MATERIAL PROVIDED:
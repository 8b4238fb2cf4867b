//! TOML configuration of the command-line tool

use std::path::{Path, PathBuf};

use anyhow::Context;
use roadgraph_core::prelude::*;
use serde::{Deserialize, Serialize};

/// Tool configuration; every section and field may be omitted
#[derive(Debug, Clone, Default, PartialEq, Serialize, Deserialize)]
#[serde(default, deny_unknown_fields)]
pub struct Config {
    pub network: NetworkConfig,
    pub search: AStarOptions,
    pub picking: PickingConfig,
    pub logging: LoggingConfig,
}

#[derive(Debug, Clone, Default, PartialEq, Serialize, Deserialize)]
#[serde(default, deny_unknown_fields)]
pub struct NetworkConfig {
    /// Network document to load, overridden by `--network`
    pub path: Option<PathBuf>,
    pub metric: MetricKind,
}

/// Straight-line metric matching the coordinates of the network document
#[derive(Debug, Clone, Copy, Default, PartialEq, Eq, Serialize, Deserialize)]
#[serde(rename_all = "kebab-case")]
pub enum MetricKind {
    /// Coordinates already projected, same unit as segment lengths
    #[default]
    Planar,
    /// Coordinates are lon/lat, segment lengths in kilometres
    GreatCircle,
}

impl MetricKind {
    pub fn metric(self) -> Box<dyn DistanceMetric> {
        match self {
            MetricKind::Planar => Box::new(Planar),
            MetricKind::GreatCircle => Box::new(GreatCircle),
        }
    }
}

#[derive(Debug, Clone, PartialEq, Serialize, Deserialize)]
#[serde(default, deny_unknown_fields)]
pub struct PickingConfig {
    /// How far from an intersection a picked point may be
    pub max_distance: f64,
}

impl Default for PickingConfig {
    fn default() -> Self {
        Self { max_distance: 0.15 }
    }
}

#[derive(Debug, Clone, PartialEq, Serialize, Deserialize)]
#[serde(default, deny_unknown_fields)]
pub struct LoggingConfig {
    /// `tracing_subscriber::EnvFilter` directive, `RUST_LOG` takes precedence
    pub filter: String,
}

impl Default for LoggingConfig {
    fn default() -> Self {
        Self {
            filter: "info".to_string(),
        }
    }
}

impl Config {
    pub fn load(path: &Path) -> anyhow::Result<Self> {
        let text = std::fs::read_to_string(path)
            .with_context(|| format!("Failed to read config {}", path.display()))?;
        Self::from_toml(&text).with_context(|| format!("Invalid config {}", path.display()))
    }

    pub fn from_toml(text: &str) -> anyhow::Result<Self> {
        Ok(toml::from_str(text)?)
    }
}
--
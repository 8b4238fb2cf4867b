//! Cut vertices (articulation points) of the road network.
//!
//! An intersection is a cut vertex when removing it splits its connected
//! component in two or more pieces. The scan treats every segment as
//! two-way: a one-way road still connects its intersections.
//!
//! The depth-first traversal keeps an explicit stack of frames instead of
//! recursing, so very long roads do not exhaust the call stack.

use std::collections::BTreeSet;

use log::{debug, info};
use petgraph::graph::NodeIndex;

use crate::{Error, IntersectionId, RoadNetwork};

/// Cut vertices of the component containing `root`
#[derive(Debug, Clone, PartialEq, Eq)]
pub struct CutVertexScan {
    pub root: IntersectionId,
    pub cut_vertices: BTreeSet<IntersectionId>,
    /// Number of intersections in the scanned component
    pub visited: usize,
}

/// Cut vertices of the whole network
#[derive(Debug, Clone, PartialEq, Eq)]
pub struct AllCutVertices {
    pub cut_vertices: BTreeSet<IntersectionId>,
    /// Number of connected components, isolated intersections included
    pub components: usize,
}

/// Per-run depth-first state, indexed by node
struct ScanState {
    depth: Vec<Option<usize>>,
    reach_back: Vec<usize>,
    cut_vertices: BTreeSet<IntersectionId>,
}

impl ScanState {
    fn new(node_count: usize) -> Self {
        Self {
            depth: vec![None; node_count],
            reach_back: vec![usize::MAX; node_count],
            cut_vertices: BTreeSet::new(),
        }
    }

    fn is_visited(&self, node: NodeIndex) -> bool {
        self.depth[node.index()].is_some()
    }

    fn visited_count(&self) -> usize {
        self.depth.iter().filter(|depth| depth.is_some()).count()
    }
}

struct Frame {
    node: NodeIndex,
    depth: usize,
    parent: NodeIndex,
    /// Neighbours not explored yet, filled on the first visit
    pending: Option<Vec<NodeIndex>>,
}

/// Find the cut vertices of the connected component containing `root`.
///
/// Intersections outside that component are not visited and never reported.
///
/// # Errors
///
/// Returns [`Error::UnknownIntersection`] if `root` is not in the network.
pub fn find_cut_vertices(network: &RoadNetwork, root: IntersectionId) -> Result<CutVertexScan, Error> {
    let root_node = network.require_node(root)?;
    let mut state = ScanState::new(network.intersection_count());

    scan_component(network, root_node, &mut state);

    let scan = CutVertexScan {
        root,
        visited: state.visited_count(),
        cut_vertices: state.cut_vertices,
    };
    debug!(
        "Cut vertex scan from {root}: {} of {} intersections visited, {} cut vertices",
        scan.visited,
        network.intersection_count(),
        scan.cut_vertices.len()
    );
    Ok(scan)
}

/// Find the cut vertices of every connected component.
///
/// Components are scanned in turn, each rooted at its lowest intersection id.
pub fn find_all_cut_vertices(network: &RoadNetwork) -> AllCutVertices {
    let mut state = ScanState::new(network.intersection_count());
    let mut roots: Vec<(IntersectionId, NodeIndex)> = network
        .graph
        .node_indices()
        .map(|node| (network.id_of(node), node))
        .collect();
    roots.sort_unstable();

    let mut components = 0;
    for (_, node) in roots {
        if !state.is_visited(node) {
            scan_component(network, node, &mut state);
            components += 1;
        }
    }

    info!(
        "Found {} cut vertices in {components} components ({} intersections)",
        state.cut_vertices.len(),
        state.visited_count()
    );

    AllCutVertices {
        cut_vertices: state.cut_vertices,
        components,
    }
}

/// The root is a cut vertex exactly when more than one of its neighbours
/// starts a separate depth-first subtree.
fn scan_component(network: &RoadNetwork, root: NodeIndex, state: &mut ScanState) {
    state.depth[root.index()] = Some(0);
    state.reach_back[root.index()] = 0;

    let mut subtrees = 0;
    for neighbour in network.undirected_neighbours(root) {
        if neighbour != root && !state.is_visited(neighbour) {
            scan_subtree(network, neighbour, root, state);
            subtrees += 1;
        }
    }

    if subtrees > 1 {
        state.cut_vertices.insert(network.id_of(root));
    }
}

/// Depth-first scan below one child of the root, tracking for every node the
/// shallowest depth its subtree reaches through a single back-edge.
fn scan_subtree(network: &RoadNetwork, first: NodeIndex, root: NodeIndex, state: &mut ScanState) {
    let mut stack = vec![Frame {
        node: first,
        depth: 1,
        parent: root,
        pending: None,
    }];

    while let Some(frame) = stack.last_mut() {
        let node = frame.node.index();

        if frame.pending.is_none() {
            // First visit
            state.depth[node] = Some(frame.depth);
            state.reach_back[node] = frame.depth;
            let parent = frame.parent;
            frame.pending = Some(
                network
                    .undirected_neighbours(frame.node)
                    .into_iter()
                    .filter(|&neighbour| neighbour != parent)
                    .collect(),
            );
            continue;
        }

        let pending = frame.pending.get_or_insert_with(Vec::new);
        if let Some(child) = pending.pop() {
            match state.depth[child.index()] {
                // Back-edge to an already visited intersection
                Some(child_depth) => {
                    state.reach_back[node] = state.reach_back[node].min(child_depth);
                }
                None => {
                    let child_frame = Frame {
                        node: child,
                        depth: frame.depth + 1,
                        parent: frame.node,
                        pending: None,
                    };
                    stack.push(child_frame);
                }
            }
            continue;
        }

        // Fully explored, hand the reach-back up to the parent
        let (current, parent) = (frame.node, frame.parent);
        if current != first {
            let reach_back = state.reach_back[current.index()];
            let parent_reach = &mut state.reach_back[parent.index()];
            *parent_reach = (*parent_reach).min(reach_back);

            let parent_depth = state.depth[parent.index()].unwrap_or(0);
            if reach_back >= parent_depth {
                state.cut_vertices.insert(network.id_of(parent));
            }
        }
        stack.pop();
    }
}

HOW TO COMPLETE THIS TASK:
Go through the records above. Copy each line in which the string "current" appears.

RESULT:
        let (current, parent) = (frame.node, frame.parent);
        if current != first {
            let reach_back = state.reach_back[current.index()];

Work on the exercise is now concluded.